Considering the number of HIV infected people world over and the unavailability of advanced drugs and therapies by simply observing physical signs or deteriorating health for doctors to provide effective treatment certainly a great signs for region where HIV-infected people are treated without proper laboratory test.
The recent study made public by the World Health Organisation (WHO) in a press statement on Friday (April 25).
As said in the press release: "The results of this study should reassure clinicians in Africa and Asia, who are treating literally millions of people without these laboratory tests, that they are not compromising patient safety," said a coauthor of the paper, Dr Charles Gilks, who is the Coordinator of Antiretroviral Treatment (ART) and HIV Care at WHO in Geneva. "In fact, the outcome of their treatment is almost as good as of those patients in the USA and Europe where laboratory-guided treatment is the norm."
The study conducted by a group of UK based scientists along with WHO aimed to find out the result of different approaches in monitoring antiretroviral therapy using clinical sings and symptoms on one half and more sophisticated and costly but far less accessible immunological and virological load tests on the other.
However, the research was based on a mathematical model and not on real patients and was designed to identify emerging problems and problems that might appear after long-term use of ART. The model was developed and tested in London and had shown accurately to predict the course of the epidemic in the UK over 20 years, but with various changes to reflect realities on the ground.

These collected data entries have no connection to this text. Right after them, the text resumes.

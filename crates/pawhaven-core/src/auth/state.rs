use serde::Serialize;

use crate::models::UserProfile;

/// In-memory authentication state.
///
/// Only the auth session manager writes it; everyone else sees snapshots.
/// `is_authenticated` implies `user` is present.
#[derive(Debug, Clone, Default, PartialEq, Eq, Serialize)]
#[serde(rename_all = "camelCase")]
#[cfg_attr(feature = "ts", derive(ts_rs::TS))]
#[cfg_attr(feature = "ts", ts(export))]
pub struct AuthState {
    pub(crate) is_authenticated: bool,
    pub(crate) is_loading: bool,
    pub(crate) user: Option<UserProfile>,
}

/// The three states a consumer has to distinguish.
#[derive(Debug, Clone, Copy, PartialEq, Eq)]
pub enum AuthPhase {
    /// A rehydrate or login call is in flight; the other fields are not final.
    Loading,
    Authenticated,
    Anonymous,
}

impl AuthState {
    pub fn phase(&self) -> AuthPhase {
        if self.is_loading {
            AuthPhase::Loading
        } else if self.is_authenticated && self.user.is_some() {
            AuthPhase::Authenticated
        } else {
            AuthPhase::Anonymous
        }
    }

    pub fn is_authenticated(&self) -> bool {
        self.is_authenticated
    }

    pub fn is_loading(&self) -> bool {
        self.is_loading
    }

    pub fn user(&self) -> Option<&UserProfile> {
        self.user.as_ref()
    }

    pub fn is_staff(&self) -> bool {
        self.is_authenticated && self.user.as_ref().is_some_and(UserProfile::is_staff)
    }
}
//! Transient user notifications ("toasts").
//!
//! The core never renders anything itself; it hands short messages to a
//! `Notifier` supplied by the front end.

use std::fmt;

#[derive(Debug, Clone, Copy, PartialEq, Eq)]
pub enum NoticeLevel {
    Success,
    Error,
}

#[derive(Debug, Clone, PartialEq, Eq)]
pub struct Notice {
    pub level: NoticeLevel,
    pub text: String,
}

impl Notice {
    pub fn success(text: impl Into<String>) -> Self {
        Self {
            level: NoticeLevel::Success,
            text: text.into(),
        }
    }

    pub fn error(text: impl Into<String>) -> Self {
        Self {
            level: NoticeLevel::Error,
            text: text.into(),
        }
    }
}

impl fmt::Display for Notice {
    fn fmt(&self, f: &mut fmt::Formatter<'_>) -> fmt::Result {
        f.write_str(&self.text)
    }
}

/// Sink for non-blocking notifications.
pub trait Notifier: Send + Sync {
    fn notify(&self, notice: Notice);
}
//! Application state for the pawhaven CLI.
//!
//! `App` plays the part of one page load: it owns the session manager and
//! router, runs startup rehydration, and honours hard redirects by
//! throwing the session away and starting over.

use std::sync::Arc;

use anyhow::Result;
use tracing::{debug, info, warn};

use pawhaven_core::api::ApiClient;
use pawhaven_core::auth::{
    self, AuthSessionManager, AuthState, RegistrationForm, RegistrationOutcome, Rehydration,
    RouteGuard, TokenStore,
};
use pawhaven_core::config::Config;
use pawhaven_core::nav::{HeaderMenu, Navigation, RestartSignal, Route, Router};
use pawhaven_core::notify::{Notice, NoticeLevel, Notifier};

// ============================================================================
// Constants
// ============================================================================

/// Upper bound on back-to-back restarts. A restart clears the token, so the
/// second startup is always tokenless; more than that means a broken store.
const MAX_RESTARTS: usize = 3;

/// Prints notifications to stderr.
pub struct TerminalNotifier;

impl Notifier for TerminalNotifier {
    fn notify(&self, notice: Notice) {
        match notice.level {
            NoticeLevel::Success => eprintln!("✓ {}", notice),
            NoticeLevel::Error => eprintln!("✗ {}", notice),
        }
    }
}

pub struct App {
    pub config: Config,
    store: Arc<dyn TokenStore>,
    api: ApiClient,
    notifier: Arc<dyn Notifier>,
    restart: Arc<RestartSignal>,
    session: AuthSessionManager,
    router: Router,
}

impl App {
    /// Create a new application instance
    pub fn new(
        config: Config,
        store: Arc<dyn TokenStore>,
        notifier: Arc<dyn Notifier>,
    ) -> Result<Self> {
        debug!(backend_url = %config.backend_url, storage = ?config.token_storage, "App::new()");
        let api = ApiClient::new(&config.backend_url, config.request_timeout())?;
        let restart = Arc::new(RestartSignal::new());
        let session = Self::build_session(&store, &api, &notifier, &restart);
        let router = Router::new(RouteGuard::new(store.clone()));

        Ok(Self {
            config,
            store,
            api,
            notifier,
            restart,
            session,
            router,
        })
    }

    fn build_session(
        store: &Arc<dyn TokenStore>,
        api: &ApiClient,
        notifier: &Arc<dyn Notifier>,
        restart: &Arc<RestartSignal>,
    ) -> AuthSessionManager {
        AuthSessionManager::new(
            store.clone(),
            Arc::new(api.clone()),
            notifier.clone(),
            restart.clone(),
        )
    }

    pub fn state(&self) -> AuthState {
        self.session.state()
    }

    pub fn has_stored_token(&self) -> bool {
        RouteGuard::new(self.store.clone()).can_access()
    }

    // =========================================================================
    // Lifecycle
    // =========================================================================

    /// Startup: rehydrate once, then honour any hard redirect it asked for.
    pub async fn start(&mut self) -> Result<Rehydration> {
        let outcome = self.session.rehydrate().await?;
        debug!(?outcome, "Startup rehydration finished");
        self.settle().await?;
        Ok(outcome)
    }

    /// Carry out pending hard redirects: drop all client state and run
    /// startup again.
    pub async fn settle(&mut self) -> Result<()> {
        let mut restarts = 0;
        while let Some(target) = self.restart.take() {
            restarts += 1;
            if restarts > MAX_RESTARTS {
                anyhow::bail!("Session kept restarting; the token store may be broken");
            }
            info!(target = %target, "Restarting session");
            self.session =
                Self::build_session(&self.store, &self.api, &self.notifier, &self.restart);
            self.session.rehydrate().await?;
        }
        Ok(())
    }

    // =========================================================================
    // Commands
    // =========================================================================

    pub async fn login(&mut self, email: &str, password: &str) -> Result<bool> {
        if self.state().is_authenticated() {
            info!("Already signed in, replacing session");
        }
        let ok = self.session.login(email, password).await?;
        self.settle().await?;
        Ok(ok)
    }

    pub async fn logout(&mut self) -> Result<()> {
        self.session.logout()?;
        self.settle().await
    }

    pub async fn register(&self, form: &RegistrationForm) -> RegistrationOutcome {
        auth::register(&self.api, self.notifier.as_ref(), form).await
    }

    /// Resolve `path` and describe the header that would be shown with it.
    pub fn open(&self, path: &str) -> (Navigation, HeaderMenu) {
        let navigation = self.router.resolve(path);
        let shown = match &navigation {
            Navigation::Render(route) => route.clone(),
            Navigation::Redirect(target) => {
                warn!(path, target = %target, "Protected page needs a session");
                target.clone()
            }
            Navigation::NotFound => Route::Home,
        };
        let menu = HeaderMenu::for_state(&self.state(), &shown);
        (navigation, menu)
    }
}
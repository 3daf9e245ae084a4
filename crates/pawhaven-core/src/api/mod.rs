//! REST client module for the shelter backend.
//!
//! This module provides the `ApiClient` for the authentication endpoints
//! (`/auth/login`, `/auth/me`, `/auth/register`) and the `AuthBackend`
//! seam the session manager is written against.
//!
//! Every reply is treated as an untrusted envelope: `success: true` with
//! optional fields, `success: false` with an optional `message`, or a
//! transport failure.

pub mod backend;
pub mod client;
pub mod error;

pub use backend::{AuthBackend, CurrentUserReply, LoginReply, RegisterReply, RegisterRequest};
pub use client::ApiClient;
pub use error::{ApiError, GENERIC_ERROR_MESSAGE};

The study reveals that the outcome of the symptom based therapeutic treatment is as good as the one of laboratory-guided treatment. It puts a five-year survival rate for patients with clinical symptoms are 82 per cent opposed to 83 of those who have undergone laboratory monitoring.
The 5-year survival rate was 83% for individuals monitored for viral load, 82% for CD4 (a critical immune component) monitoring, and 82% for clinical monitoring alone. Corresponding values over a 24-year period were 67%, 64% and 64% respectively.
Hence, the study some how recommends and so the World Health Organisation to conduct treatment through clinical observation as cost-effective measure in places where expensive laboratory is not easily accessible especially in those poor regions of Asia and Africa.